Birileri Filistinlilere sadece umutsuz şiddeti çıkış yolu olarak işaret edip, Hamas’ı son olaydaki gibi bir çatışmayı başlatmaktan da alıkoymaya çalışmıyorlarsa bu çelişkinin bir izahı olmalıdır. İşte burada karşımıza yukarda Jon Paul’un izah ettiği rasyonellikten yoksunluk durumu çıkıyor.

Bu haliyle bakılınca Müslüman kitleler yapılan yoğun propaganda ile çok irrasyoneller, yüzyıllardır yaşanan kayıplar ve travmalarla ve yoğun propagandanın etkisinde olayları gerçekci değerlendiremiyorlar ama onları yeden ve güdenler kendi çıkarları ve iktidarlarını sürdürme adına çok rasyoneller. Müslüman kitleler olağanüstü çözümlerle zafer beklerken, her seviyede idareciler pozisyonlarını korumak için gayet rasyonel adımlar atıyorlar, kitlelere “şeytan ve büyük düşman” diye işaret ettikleri karşıtları ile çok seviyeli bir ilişkiyi sürdürüyorlar, sadece kitlelerin sakinleştirmek için ateşli konuşmalar yapıyorlar.

Radikal İslamcıların ikiyüzlülüğü

İslam Dünyasında bir taraftan lüks içinde yaşamayı ana hedef yapıp bunun için her türlü aracı büyük oranda mübah gören ve diğer taraftan din adına keskin nutuklar atarak dünyaya nizamat veren toplumlar/topluluklar ve bu toplumların tercihi/onayı ile yönetime kurulmuş idareciler var. Radikal İslamcıların Hizmet düşmanlığının altında biraz da bu ikiyüzlülüğe ayna tutma vakası da var. Zira Hizmet Hareketi yapılabilecekleri yapmaya çalışarak rasyonel hedefleri öne çıkarıyordu.

İslam Dünyasında yaygın kabul gören irrasyonel retorik Filistinlileri depresyona ve şiddete itmekten başka bir şey değildir. Bu doksanlı yıllarda intihar bombacılığı şeklinde ortaya çıkmıştı, daha sonra başka radikal akımlara kaynaklık etti. Bu aşamada benim kişisel düşüncem; şiddete sapmadan, kendi aralarındaki iktidar savaşını halkın çıkarlarının önüne geçirmeden, yeryüzünde kullanılabilecek bütün makul argumanlarla haklarını arayacak bir Filistin Hareketi olmasıdır.
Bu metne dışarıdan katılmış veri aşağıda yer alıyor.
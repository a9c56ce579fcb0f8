//! Word reconstruction from positioned text fragments.
//!
//! Backends do not always report the pieces of a word in lexical order (some
//! PDFs draw glyphs in arbitrary order, or split one word into several runs).
//! This module re-orders fragments by position, re-joins pieces that belong to
//! the same word and numbers the resulting lines.

use crate::extraction::WordToken;
use std::cmp::Ordering;

/// Axis-aligned rectangle in PDF user space (origin top-left, y grows down).
#[derive(Debug, Clone, Copy, PartialEq)]
pub struct Rect {
    pub x0: f32,
    pub y0: f32,
    pub x1: f32,
    pub y1: f32,
}

impl Rect {
    pub fn new(x0: f32, y0: f32, x1: f32, y1: f32) -> Self {
        Rect { x0, y0, x1, y1 }
    }

    pub fn width(&self) -> f32 {
        self.x1 - self.x0
    }

    pub fn height(&self) -> f32 {
        self.y1 - self.y0
    }

    /// Zero or negative width or height.
    pub fn is_degenerate(&self) -> bool {
        !(self.width() > 0.0 && self.height() > 0.0)
    }

    /// Whether `other` lies fully inside this rectangle (edges included).
    pub fn contains(&self, other: &Rect) -> bool {
        other.x0 >= self.x0 && other.y0 >= self.y0 && other.x1 <= self.x1 && other.y1 <= self.y1
    }
}

/// A word rebuilt from one or more fragments, with its line number.
#[derive(Debug, Clone, PartialEq)]
pub struct ReconstructedWord {
    pub rect: Rect,
    pub text: String,
    pub line: usize,
}

#[derive(Debug, Clone, Copy, PartialEq)]
pub struct ReconstructOptions {
    /// Maximum difference between fragment bottoms (`y1`) for them to share a
    /// line. `0.0` groups by exact equality.
    pub line_tolerance: f32,
}

impl Default for ReconstructOptions {
    fn default() -> Self {
        ReconstructOptions {
            line_tolerance: 0.0,
        }
    }
}

/// Rebuild words in reading order from unordered fragments.
///
/// Only fragments fully inside `region` are considered (all of them when
/// `region` is `None`). Degenerate boxes and empty fragments are dropped.
/// The result does not depend on the order of `tokens`.
pub fn reconstruct_words(
    tokens: &[WordToken],
    region: Option<&Rect>,
    options: &ReconstructOptions,
) -> Vec<ReconstructedWord> {
    let mut fragments: Vec<&WordToken> = tokens
        .iter()
        .filter(|t| !t.rect.is_degenerate() && !t.text.is_empty())
        .filter(|t| region.is_none_or(|r| r.contains(&t.rect)))
        .collect();

    fragments.sort_by(|a, b| {
        a.rect
            .y1
            .total_cmp(&b.rect.y1)
            .then_with(|| a.rect.x0.total_cmp(&b.rect.x0))
            .then_with(|| tie_break(a, b))
    });

    let tolerance = options.line_tolerance.max(0.0);
    let mut merged = Vec::new();
    for mut line in group_lines(&fragments, tolerance) {
        // Within a tolerance band, bottoms may differ; restore left-to-right order.
        line.sort_by(|a, b| a.rect.x0.total_cmp(&b.rect.x0).then_with(|| tie_break(a, b)));
        let baseline = line[0].rect.y1;
        merged.extend(merge_line(&line).into_iter().map(|w| (baseline, w)));
    }

    assign_lines(merged)
}

fn tie_break(a: &WordToken, b: &WordToken) -> Ordering {
    a.rect
        .x1
        .total_cmp(&b.rect.x1)
        .then_with(|| a.rect.y0.total_cmp(&b.rect.y0))
        .then_with(|| a.text.cmp(&b.text))
}

/// Split sorted fragments into runs sharing the same bottom coordinate.
fn group_lines<'a>(fragments: &[&'a WordToken], tolerance: f32) -> Vec<Vec<&'a WordToken>> {
    let mut lines: Vec<Vec<&WordToken>> = Vec::new();
    for &fragment in fragments {
        match lines.last_mut() {
            Some(line) if (fragment.rect.y1 - line[0].rect.y1).abs() <= tolerance => {
                line.push(fragment)
            }
            _ => lines.push(vec![fragment]),
        }
    }
    lines
}

/// Join fragments of one line whose gap is under a fifth of the next
/// fragment's average character width.
fn merge_line(line: &[&WordToken]) -> Vec<(Rect, String)> {
    let mut words = Vec::new();
    let mut iter = line.iter();
    let Some(first) = iter.next() else {
        return words;
    };

    let mut rect = first.rect;
    let mut text = first.text.clone();

    for fragment in iter {
        let chars = fragment.text.chars().count().max(1) as f32;
        let threshold = fragment.rect.width() / chars / 5.0;
        if fragment.rect.x0 <= rect.x1 + threshold {
            text.push_str(&fragment.text);
            rect.x1 = fragment.rect.x1;
            rect.y0 = rect.y0.max(fragment.rect.y0);
            continue;
        }

        words.push((rect, std::mem::take(&mut text)));
        rect = fragment.rect;
        text = fragment.text.clone();
    }

    words.push((rect, text));
    words
}

/// Number lines by walking words in vertical order, starting a new line
/// whenever the baseline changes.
fn assign_lines(mut words: Vec<(f32, (Rect, String))>) -> Vec<ReconstructedWord> {
    words.sort_by(|a, b| a.0.total_cmp(&b.0));

    let mut out = Vec::with_capacity(words.len());
    let mut line = 0;
    let mut previous: Option<f32> = None;

    for (baseline, (rect, text)) in words {
        if previous.is_some_and(|p| p != baseline) {
            line += 1;
        }
        previous = Some(baseline);
        out.push(ReconstructedWord { rect, text, line });
    }

    out
}

/// Flatten reconstructed words into page text: words separated by single
/// spaces, every line terminated by a newline.
pub fn words_to_text(words: &[ReconstructedWord]) -> String {
    let mut text = String::new();
    let mut current_line = None;

    for word in words {
        match current_line {
            Some(line) if line == word.line => text.push(' '),
            Some(_) => text.push('\n'),
            None => {}
        }
        text.push_str(&word.text);
        current_line = Some(word.line);
    }

    if !text.is_empty() {
        text.push('\n');
    }
    text
}

/// Boxes of every word whose text contains `needle`.
pub fn find_word_boxes(needle: &str, words: &[ReconstructedWord]) -> Vec<Rect> {
    words
        .iter()
        .filter(|w| w.text.contains(needle))
        .map(|w| w.rect)
        .collect()
}

#[cfg(test)]
mod tests {
    use super::*;

    fn tok(x0: f32, y0: f32, x1: f32, y1: f32, text: &str) -> WordToken {
        WordToken::new(x0, y0, x1, y1, text)
    }

    fn texts(words: &[ReconstructedWord]) -> Vec<(&str, usize)> {
        words.iter().map(|w| (w.text.as_str(), w.line)).collect()
    }

    #[test]
    fn test_empty_input_gives_empty_output() {
        let words = reconstruct_words(&[], None, &ReconstructOptions::default());
        assert!(words.is_empty());
        assert_eq!(words_to_text(&words), "");
    }

    #[test]
    fn test_joins_out_of_order_fragments_of_one_word() {
        // "Garantie" drawn as "antie" before "Gar", touching boxes.
        let tokens = vec![
            tok(30.0, 10.0, 55.0, 20.0, "antie"),
            tok(10.0, 10.0, 30.0, 20.0, "Gar"),
            tok(60.0, 10.0, 80.0, 20.0, "vol"),
        ];
        let words = reconstruct_words(&tokens, None, &ReconstructOptions::default());
        assert_eq!(texts(&words), vec![("Garantie", 0), ("vol", 0)]);
        assert_eq!(words[0].rect, Rect::new(10.0, 10.0, 55.0, 20.0));
    }

    #[test]
    fn test_gap_wider_than_a_fifth_of_a_char_splits_words() {
        // Next fragment: width 10, 2 chars -> threshold 1.0.
        let tokens = vec![tok(0.0, 0.0, 10.0, 8.0, "ab"), tok(11.5, 0.0, 21.5, 8.0, "cd")];
        let words = reconstruct_words(&tokens, None, &ReconstructOptions::default());
        assert_eq!(texts(&words), vec![("ab", 0), ("cd", 0)]);

        let tokens = vec![tok(0.0, 0.0, 10.0, 8.0, "ab"), tok(11.0, 0.0, 21.0, 8.0, "cd")];
        let words = reconstruct_words(&tokens, None, &ReconstructOptions::default());
        assert_eq!(texts(&words), vec![("abcd", 0)]);
    }

    #[test]
    fn test_merge_takes_max_y0() {
        let tokens = vec![tok(0.0, 2.0, 10.0, 8.0, "a"), tok(10.0, 4.0, 20.0, 8.0, "b")];
        let words = reconstruct_words(&tokens, None, &ReconstructOptions::default());
        assert_eq!(words.len(), 1);
        assert_eq!(words[0].rect, Rect::new(0.0, 4.0, 20.0, 8.0));
    }

    #[test]
    fn test_lines_increase_with_bottom_coordinate() {
        let tokens = vec![
            tok(10.0, 30.0, 40.0, 40.0, "deux"),
            tok(10.0, 10.0, 40.0, 20.0, "une"),
            tok(50.0, 10.0, 90.0, 20.0, "ligne"),
        ];
        let words = reconstruct_words(&tokens, None, &ReconstructOptions::default());
        assert_eq!(texts(&words), vec![("une", 0), ("ligne", 0), ("deux", 1)]);
        assert_eq!(words_to_text(&words), "une ligne\ndeux\n");
    }

    #[test]
    fn test_exact_grouping_splits_subpixel_jitter() {
        let tokens = vec![
            tok(10.0, 10.0, 40.0, 20.0, "une"),
            tok(50.0, 10.0, 90.0, 20.2, "ligne"),
        ];
        let words = reconstruct_words(&tokens, None, &ReconstructOptions::default());
        assert_eq!(texts(&words), vec![("une", 0), ("ligne", 1)]);
    }

    #[test]
    fn test_tolerance_groups_subpixel_jitter() {
        let tokens = vec![
            tok(50.0, 10.0, 90.0, 19.9, "ligne"),
            tok(10.0, 10.0, 40.0, 20.0, "une"),
        ];
        let options = ReconstructOptions {
            line_tolerance: 0.5,
        };
        let words = reconstruct_words(&tokens, None, &options);
        assert_eq!(texts(&words), vec![("une", 0), ("ligne", 0)]);
    }

    #[test]
    fn test_drops_degenerate_and_out_of_region_fragments() {
        let region = Rect::new(0.0, 0.0, 100.0, 100.0);
        let tokens = vec![
            tok(10.0, 10.0, 10.0, 20.0, "zero-width"),
            tok(10.0, 10.0, 30.0, 10.0, "zero-height"),
            tok(90.0, 10.0, 120.0, 20.0, "outside"),
            tok(10.0, 10.0, 40.0, 20.0, "inside"),
        ];
        let words = reconstruct_words(&tokens, Some(&region), &ReconstructOptions::default());
        assert_eq!(texts(&words), vec![("inside", 0)]);
    }

    #[test]
    fn test_output_is_independent_of_input_order() {
        let tokens = vec![
            tok(10.0, 10.0, 30.0, 20.0, "Où"),
            tok(35.0, 10.0, 60.0, 20.0, "suis"),
            tok(60.0, 10.0, 75.0, 20.0, "-je"),
            tok(80.0, 10.0, 120.0, 20.0, "couvert"),
            tok(10.0, 25.0, 50.0, 35.0, "France"),
            tok(10.0, 25.0, 50.0, 35.0, "Europe"),
            tok(55.0, 40.0, 90.0, 50.0, "fin"),
        ];
        let expected = reconstruct_words(&tokens, None, &ReconstructOptions::default());

        let mut reversed = tokens.clone();
        reversed.reverse();
        assert_eq!(
            reconstruct_words(&reversed, None, &ReconstructOptions::default()),
            expected
        );

        let mut rotated = tokens.clone();
        rotated.rotate_left(3);
        assert_eq!(
            reconstruct_words(&rotated, None, &ReconstructOptions::default()),
            expected
        );
    }

    #[test]
    fn test_find_word_boxes_matches_substrings() {
        let tokens = vec![
            tok(10.0, 10.0, 40.0, 20.0, "Assurance"),
            tok(50.0, 10.0, 90.0, 20.0, "habitation"),
        ];
        let words = reconstruct_words(&tokens, None, &ReconstructOptions::default());
        let boxes = find_word_boxes("sur", &words);
        assert_eq!(boxes, vec![Rect::new(10.0, 10.0, 40.0, 20.0)]);
        assert!(find_word_boxes("auto", &words).is_empty());
    }
}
Bunun yerine asker-sivil ayırmadan sonuç getirmeyeceği baştan belli ve çok daha yıkıcı karşı saldırıları otomatikman başlatan, Filistinlileri ve bütün Müslümanları utandıran bir kısım eylemleri desteklemek hangi akla hizmettir? Bu eylemleri teşvik edenler, bu eylemlerin rasyonel olmadığını söyleyenleri “İsrail uşağı” olmakla suçlayıp ortalığa düşenler İsraille derin ticari ilişkilere girmekten de çekinmiyorsa burada başka bir hesap olması gerekir. Üstelik bu çelişkiyi hatırlattığınızda cevapları da hazır “biz ticaret yapmazsak başkaları yapacak, bari biz kazanalım.”

Anlaşılıyor ki idareciler düzeyinde yapılan Filistin edebiyatının esas amacı oradaki insanların can ve mal güvenliği değil, buradan çıkarılacak iktidar imkanıdır. Buraya varılabilmesi için de makuliyetin kaybedilmesi ve Müslümanların bir mazlumiyet-şiddet sarmalına sürüklenmesi gerekiyor. Bu da bütün dünyada Müslüman imajını kirletmeye hizmet ediyor. Bu işin karşı tarafta başka ortakları var mıdır bilmiyoruz.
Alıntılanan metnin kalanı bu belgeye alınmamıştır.